- [How to complete this task] Look through the data that follows and work out how many lines contain the string "UserRepo". Nothing but that number should be given.

_____

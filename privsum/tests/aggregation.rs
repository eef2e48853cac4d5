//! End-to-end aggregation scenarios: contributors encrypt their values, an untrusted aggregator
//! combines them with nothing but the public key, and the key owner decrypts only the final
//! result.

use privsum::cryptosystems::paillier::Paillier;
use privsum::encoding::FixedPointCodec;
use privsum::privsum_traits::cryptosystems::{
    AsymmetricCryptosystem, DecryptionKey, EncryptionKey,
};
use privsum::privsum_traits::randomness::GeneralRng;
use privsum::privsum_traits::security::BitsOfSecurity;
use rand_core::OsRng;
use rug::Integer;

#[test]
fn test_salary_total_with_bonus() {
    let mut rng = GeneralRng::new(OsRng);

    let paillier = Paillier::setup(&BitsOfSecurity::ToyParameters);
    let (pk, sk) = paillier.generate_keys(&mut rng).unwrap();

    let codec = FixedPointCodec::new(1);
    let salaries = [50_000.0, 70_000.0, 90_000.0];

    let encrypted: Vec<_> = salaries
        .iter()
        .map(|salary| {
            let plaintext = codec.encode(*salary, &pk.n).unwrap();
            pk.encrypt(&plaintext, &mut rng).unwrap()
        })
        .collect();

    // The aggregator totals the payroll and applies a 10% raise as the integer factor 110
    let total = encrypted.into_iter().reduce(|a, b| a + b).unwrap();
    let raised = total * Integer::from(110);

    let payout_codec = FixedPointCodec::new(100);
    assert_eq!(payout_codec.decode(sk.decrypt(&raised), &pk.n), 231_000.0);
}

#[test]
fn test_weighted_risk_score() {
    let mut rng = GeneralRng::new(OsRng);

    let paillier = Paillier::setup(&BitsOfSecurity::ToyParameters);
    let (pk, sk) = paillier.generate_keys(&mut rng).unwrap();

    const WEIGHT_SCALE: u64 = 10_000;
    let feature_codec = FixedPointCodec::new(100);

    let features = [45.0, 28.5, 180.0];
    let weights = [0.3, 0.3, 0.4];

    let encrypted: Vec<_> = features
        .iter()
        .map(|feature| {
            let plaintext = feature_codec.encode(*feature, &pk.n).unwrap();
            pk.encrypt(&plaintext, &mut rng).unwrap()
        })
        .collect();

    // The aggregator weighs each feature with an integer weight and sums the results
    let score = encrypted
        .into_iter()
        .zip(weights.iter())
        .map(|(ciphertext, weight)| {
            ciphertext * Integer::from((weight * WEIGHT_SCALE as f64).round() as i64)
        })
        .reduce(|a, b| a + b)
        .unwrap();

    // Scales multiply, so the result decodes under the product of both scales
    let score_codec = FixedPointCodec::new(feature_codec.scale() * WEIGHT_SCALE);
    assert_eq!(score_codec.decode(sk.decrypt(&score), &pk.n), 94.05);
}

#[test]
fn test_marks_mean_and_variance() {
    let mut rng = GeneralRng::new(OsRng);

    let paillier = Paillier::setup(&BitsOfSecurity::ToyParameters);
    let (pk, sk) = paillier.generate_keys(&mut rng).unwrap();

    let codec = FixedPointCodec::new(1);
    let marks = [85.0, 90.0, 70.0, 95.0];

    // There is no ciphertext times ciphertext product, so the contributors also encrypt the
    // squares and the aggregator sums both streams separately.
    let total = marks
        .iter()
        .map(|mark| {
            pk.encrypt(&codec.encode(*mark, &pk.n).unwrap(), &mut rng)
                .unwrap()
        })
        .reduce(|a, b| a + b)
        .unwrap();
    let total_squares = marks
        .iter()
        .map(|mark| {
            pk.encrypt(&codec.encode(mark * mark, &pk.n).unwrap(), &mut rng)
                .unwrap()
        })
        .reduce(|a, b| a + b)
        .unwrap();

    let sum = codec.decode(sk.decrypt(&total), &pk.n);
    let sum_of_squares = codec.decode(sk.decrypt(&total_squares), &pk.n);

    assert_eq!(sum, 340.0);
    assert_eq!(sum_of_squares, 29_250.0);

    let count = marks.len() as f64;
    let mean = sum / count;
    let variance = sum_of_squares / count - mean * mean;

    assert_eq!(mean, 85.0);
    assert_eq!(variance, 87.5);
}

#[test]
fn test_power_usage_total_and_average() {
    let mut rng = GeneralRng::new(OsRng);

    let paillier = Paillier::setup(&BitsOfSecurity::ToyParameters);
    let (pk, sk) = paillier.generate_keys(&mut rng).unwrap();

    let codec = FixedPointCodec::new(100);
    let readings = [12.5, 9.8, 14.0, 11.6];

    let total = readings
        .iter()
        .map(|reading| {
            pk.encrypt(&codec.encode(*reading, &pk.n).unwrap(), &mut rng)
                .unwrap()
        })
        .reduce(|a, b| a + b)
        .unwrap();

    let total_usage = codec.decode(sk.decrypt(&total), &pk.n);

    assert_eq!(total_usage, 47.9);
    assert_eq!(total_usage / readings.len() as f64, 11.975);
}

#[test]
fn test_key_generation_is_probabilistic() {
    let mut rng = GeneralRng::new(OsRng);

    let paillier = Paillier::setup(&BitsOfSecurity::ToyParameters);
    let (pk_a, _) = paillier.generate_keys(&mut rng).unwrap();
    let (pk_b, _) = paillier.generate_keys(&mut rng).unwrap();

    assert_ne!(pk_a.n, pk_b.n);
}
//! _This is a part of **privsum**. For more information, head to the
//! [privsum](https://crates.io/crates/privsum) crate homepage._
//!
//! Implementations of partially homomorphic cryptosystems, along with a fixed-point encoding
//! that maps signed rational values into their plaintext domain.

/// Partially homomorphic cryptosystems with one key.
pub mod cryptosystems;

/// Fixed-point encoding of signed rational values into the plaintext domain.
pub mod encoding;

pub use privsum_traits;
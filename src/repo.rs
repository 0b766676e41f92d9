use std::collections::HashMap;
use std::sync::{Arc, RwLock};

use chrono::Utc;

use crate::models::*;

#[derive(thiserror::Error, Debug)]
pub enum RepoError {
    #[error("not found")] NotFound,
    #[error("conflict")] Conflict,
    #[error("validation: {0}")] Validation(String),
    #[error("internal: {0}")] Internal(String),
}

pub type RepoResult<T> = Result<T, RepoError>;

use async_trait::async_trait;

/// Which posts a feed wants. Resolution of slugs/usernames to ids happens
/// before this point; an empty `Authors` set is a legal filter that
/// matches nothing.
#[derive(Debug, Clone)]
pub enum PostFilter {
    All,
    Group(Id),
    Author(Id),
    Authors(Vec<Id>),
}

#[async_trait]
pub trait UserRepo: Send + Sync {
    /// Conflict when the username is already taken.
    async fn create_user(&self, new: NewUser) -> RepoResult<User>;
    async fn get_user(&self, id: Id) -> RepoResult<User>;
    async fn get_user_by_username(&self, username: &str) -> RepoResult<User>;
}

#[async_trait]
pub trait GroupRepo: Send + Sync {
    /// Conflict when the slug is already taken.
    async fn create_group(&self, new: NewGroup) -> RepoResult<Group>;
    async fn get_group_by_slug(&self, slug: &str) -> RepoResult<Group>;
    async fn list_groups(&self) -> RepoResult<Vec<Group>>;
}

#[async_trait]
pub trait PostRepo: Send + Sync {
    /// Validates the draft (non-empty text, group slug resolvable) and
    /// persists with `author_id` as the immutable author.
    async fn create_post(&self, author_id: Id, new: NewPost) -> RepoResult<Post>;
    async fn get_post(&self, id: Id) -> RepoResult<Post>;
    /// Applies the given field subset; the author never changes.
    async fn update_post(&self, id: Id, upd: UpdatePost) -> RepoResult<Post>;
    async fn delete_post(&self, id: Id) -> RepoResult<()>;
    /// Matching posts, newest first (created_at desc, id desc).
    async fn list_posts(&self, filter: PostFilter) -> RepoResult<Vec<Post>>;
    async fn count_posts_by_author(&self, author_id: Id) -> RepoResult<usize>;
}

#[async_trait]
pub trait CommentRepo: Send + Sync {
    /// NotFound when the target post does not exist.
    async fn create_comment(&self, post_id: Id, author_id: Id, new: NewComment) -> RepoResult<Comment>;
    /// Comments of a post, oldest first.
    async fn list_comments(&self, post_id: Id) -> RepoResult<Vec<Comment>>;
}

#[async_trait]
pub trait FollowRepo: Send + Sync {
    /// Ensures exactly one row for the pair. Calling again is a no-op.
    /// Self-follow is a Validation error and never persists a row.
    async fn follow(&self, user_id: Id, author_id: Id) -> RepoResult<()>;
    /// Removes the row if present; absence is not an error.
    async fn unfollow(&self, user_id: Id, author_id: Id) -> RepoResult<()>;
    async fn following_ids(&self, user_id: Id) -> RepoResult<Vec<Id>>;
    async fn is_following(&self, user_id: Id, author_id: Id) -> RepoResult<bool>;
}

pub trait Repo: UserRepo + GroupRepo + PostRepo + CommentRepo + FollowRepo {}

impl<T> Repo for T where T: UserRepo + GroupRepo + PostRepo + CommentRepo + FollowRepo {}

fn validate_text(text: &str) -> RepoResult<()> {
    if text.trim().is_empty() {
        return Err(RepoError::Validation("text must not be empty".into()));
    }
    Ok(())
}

_____

- [Expected output] 3